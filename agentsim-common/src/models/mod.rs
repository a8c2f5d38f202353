// File: agentsim-common/src/models/mod.rs
pub mod platform;
pub mod post;
pub mod engagement;
pub mod log;
pub mod conversation;
pub mod stats;
pub mod workflow;
pub mod snapshot;

pub use platform::Platform;
pub use post::{MediaKind, MediaRef, PostDraft, PostType};
pub use engagement::{EngagementCounters, EngagementDelta};
pub use log::{LogCategory, LogEntry};
pub use conversation::{ChatMessage, ConversationThread};
pub use stats::{AggregateStats, StatKind};
pub use workflow::{ContentSource, WorkflowConfig, WorkflowType};
pub use snapshot::SimulationSnapshot;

What needs to be done:
Write out the data again, exactly and in full.

Task solution:
filename agentsim-common/src/models/mod.rs
repository a8c2f5d38f202353
// File: agentsim-common/src/models/mod.rs
pub mod platform;
pub mod post;
pub mod engagement;
pub mod log;
pub mod conversation;
pub mod stats;
pub mod workflow;
pub mod snapshot;

pub use platform::Platform;
pub use post::{MediaKind, MediaRef, PostDraft, PostType};
pub use engagement::{EngagementCounters, EngagementDelta};
pub use log::{LogCategory, LogEntry};
pub use conversation::{ChatMessage, ConversationThread};
pub use stats::{AggregateStats, StatKind};
pub use workflow::{ContentSource, WorkflowConfig, WorkflowType};
pub use snapshot::SimulationSnapshot;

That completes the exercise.